Write only the number of lines below in which "stored" occurs.
───── Exercise material
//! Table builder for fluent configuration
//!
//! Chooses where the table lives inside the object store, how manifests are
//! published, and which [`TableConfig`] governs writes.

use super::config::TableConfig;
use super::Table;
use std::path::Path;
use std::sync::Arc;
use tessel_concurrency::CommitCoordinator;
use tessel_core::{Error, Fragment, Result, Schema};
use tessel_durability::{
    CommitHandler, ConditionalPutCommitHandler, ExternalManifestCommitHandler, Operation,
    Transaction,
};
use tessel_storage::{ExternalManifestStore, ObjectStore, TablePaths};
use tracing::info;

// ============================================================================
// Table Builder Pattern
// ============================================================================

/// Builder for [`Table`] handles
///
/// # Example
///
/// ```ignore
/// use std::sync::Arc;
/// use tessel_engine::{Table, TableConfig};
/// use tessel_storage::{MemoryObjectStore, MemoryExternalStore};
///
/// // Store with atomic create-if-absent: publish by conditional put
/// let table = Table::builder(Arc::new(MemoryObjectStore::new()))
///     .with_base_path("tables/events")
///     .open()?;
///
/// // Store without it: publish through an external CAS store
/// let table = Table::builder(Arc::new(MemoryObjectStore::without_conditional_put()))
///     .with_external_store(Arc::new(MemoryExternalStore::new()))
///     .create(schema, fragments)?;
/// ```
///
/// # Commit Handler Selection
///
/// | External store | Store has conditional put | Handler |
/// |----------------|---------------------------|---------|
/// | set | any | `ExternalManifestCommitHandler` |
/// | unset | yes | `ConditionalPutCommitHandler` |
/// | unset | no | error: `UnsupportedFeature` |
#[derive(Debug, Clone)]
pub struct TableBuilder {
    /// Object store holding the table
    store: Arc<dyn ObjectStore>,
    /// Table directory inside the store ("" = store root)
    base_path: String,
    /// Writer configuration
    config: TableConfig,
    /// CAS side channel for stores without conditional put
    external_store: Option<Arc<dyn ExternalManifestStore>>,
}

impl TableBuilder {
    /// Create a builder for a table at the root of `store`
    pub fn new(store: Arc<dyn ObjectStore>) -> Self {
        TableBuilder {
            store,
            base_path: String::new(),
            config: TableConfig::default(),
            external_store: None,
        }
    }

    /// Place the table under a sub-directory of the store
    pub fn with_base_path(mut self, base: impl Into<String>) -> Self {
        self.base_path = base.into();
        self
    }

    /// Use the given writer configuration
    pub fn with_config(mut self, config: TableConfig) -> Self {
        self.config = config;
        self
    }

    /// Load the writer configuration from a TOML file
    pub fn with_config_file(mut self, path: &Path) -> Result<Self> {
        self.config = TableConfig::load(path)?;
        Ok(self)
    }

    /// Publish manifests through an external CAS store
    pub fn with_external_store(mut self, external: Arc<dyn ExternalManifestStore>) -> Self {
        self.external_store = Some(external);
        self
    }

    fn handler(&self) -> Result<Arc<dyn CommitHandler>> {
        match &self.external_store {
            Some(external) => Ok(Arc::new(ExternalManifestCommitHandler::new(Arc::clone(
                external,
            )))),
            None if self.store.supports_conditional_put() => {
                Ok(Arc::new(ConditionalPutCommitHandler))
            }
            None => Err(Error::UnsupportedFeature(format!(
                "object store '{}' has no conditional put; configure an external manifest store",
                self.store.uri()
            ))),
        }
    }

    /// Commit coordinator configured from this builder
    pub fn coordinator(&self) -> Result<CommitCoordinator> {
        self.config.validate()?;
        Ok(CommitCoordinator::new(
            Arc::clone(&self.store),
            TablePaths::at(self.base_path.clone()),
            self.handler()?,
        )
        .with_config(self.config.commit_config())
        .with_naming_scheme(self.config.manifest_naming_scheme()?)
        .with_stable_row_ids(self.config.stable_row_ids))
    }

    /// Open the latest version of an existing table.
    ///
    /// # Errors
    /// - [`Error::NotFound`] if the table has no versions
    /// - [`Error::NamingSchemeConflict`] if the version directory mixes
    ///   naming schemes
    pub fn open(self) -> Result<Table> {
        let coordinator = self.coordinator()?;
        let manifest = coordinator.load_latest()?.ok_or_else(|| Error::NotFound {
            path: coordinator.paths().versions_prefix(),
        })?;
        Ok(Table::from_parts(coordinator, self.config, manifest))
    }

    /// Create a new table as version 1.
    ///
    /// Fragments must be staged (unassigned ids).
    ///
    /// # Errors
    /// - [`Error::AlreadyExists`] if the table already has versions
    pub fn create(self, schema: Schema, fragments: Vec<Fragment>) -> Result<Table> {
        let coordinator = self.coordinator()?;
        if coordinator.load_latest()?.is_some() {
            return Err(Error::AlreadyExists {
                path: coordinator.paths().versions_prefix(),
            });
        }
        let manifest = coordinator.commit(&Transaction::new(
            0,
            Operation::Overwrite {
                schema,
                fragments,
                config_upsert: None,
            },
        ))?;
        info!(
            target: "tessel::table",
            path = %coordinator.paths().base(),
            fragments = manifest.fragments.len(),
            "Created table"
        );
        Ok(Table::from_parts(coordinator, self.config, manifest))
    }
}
──────────
───── Exercise material
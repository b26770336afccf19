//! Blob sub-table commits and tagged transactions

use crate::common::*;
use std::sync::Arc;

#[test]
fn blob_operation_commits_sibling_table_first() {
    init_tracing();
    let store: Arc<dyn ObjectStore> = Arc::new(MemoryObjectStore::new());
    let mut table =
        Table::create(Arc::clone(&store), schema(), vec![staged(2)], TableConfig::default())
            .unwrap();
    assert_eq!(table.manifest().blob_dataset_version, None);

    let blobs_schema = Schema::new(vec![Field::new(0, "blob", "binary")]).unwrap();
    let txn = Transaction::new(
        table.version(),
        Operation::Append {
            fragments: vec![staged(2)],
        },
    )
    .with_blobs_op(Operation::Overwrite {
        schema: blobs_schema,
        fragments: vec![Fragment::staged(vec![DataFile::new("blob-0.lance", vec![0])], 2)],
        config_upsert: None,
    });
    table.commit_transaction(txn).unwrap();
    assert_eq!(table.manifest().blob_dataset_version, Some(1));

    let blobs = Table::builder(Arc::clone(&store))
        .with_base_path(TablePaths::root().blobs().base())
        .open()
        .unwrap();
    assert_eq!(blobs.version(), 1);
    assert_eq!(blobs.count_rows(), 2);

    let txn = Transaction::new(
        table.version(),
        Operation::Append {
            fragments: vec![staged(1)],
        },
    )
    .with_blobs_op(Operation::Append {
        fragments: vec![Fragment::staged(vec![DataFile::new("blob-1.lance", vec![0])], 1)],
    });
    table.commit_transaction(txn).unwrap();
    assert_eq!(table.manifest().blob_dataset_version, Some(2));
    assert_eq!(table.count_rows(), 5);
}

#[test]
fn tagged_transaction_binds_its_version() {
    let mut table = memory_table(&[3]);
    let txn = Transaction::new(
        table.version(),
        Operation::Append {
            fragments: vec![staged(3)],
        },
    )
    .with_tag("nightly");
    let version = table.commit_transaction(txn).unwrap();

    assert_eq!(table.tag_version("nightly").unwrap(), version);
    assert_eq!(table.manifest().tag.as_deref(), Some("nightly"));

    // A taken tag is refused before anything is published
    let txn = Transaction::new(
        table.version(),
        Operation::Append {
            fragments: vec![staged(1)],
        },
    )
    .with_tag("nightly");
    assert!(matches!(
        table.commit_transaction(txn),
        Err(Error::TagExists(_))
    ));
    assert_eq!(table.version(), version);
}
──────────
───── Exercise material
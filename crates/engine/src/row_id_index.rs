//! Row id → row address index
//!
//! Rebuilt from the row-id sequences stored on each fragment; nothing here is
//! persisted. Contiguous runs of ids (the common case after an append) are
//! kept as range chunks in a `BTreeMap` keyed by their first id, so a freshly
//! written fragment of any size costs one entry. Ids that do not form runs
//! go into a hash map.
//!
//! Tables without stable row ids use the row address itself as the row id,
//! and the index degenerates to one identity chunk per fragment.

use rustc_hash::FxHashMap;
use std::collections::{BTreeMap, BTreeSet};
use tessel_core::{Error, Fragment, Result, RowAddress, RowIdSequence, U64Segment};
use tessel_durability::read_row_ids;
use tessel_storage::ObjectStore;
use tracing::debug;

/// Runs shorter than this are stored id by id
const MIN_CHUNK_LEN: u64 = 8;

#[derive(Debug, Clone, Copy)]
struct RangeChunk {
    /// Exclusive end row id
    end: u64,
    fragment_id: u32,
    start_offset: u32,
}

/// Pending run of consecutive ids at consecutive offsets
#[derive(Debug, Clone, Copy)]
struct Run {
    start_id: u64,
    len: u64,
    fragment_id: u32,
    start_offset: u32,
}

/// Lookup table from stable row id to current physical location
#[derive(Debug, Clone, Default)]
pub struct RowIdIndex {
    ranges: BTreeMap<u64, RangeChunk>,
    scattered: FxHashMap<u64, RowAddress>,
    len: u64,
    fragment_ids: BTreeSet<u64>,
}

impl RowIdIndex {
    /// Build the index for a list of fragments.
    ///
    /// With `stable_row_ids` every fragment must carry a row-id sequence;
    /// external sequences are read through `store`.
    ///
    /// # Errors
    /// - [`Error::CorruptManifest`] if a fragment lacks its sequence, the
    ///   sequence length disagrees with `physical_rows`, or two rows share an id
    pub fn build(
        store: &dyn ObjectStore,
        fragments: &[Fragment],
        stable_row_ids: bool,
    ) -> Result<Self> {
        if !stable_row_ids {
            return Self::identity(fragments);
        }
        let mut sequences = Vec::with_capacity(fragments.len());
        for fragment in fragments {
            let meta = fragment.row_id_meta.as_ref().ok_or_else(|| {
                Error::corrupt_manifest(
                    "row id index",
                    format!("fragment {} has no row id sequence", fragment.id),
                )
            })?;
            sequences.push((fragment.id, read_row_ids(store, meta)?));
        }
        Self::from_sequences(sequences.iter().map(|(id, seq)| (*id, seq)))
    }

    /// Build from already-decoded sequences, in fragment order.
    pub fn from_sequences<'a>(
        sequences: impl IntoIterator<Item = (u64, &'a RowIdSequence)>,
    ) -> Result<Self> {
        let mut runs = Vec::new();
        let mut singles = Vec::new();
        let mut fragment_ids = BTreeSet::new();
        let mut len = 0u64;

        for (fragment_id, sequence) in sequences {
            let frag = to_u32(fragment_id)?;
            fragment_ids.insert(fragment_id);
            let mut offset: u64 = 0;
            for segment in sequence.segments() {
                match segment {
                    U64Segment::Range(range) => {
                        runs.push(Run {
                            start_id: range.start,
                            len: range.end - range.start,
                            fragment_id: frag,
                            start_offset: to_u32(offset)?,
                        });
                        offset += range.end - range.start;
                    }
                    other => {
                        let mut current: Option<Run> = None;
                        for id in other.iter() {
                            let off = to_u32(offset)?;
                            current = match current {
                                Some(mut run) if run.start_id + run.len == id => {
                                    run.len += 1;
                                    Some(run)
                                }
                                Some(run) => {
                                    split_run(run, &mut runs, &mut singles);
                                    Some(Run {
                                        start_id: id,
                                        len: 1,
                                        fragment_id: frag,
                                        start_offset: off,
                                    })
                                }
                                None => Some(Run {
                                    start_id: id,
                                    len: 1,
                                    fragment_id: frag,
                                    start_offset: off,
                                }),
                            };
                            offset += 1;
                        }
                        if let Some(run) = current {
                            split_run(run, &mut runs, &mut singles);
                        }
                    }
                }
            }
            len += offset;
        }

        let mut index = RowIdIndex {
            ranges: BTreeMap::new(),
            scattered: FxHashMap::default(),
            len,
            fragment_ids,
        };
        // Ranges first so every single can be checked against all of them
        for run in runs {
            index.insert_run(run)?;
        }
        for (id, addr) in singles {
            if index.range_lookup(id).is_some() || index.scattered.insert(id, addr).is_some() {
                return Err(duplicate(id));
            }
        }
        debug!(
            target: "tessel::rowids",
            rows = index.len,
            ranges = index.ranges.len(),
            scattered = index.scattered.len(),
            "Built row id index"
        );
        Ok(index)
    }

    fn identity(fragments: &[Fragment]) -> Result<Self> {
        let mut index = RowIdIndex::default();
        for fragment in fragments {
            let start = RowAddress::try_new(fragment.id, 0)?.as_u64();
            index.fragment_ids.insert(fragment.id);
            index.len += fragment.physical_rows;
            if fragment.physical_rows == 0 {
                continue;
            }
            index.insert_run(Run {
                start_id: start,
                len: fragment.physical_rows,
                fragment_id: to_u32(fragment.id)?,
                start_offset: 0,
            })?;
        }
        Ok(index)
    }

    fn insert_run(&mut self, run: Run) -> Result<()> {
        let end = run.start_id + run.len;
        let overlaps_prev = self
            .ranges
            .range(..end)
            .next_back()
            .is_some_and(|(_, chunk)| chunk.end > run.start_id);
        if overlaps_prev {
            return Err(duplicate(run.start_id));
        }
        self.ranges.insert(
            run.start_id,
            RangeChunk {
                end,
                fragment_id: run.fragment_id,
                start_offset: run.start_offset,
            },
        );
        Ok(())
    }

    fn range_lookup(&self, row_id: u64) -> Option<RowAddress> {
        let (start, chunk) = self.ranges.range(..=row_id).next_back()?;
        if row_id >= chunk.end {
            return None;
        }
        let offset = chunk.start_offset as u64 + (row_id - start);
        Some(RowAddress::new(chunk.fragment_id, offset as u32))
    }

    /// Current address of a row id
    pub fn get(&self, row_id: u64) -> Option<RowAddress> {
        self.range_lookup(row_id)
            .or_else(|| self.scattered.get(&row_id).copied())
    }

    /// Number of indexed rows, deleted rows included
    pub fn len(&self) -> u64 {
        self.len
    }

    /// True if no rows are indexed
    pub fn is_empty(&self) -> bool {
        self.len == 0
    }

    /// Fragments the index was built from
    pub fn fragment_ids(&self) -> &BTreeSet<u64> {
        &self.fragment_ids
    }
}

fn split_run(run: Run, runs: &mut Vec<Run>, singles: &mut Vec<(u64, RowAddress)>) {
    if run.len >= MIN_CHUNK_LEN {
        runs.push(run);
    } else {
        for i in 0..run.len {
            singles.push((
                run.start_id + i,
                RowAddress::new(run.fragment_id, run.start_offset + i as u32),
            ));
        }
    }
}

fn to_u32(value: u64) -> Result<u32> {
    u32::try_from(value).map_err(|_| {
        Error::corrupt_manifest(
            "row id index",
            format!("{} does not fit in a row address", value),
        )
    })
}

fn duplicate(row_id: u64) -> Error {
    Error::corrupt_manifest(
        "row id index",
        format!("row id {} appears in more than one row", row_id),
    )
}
──────────
# Task response:
2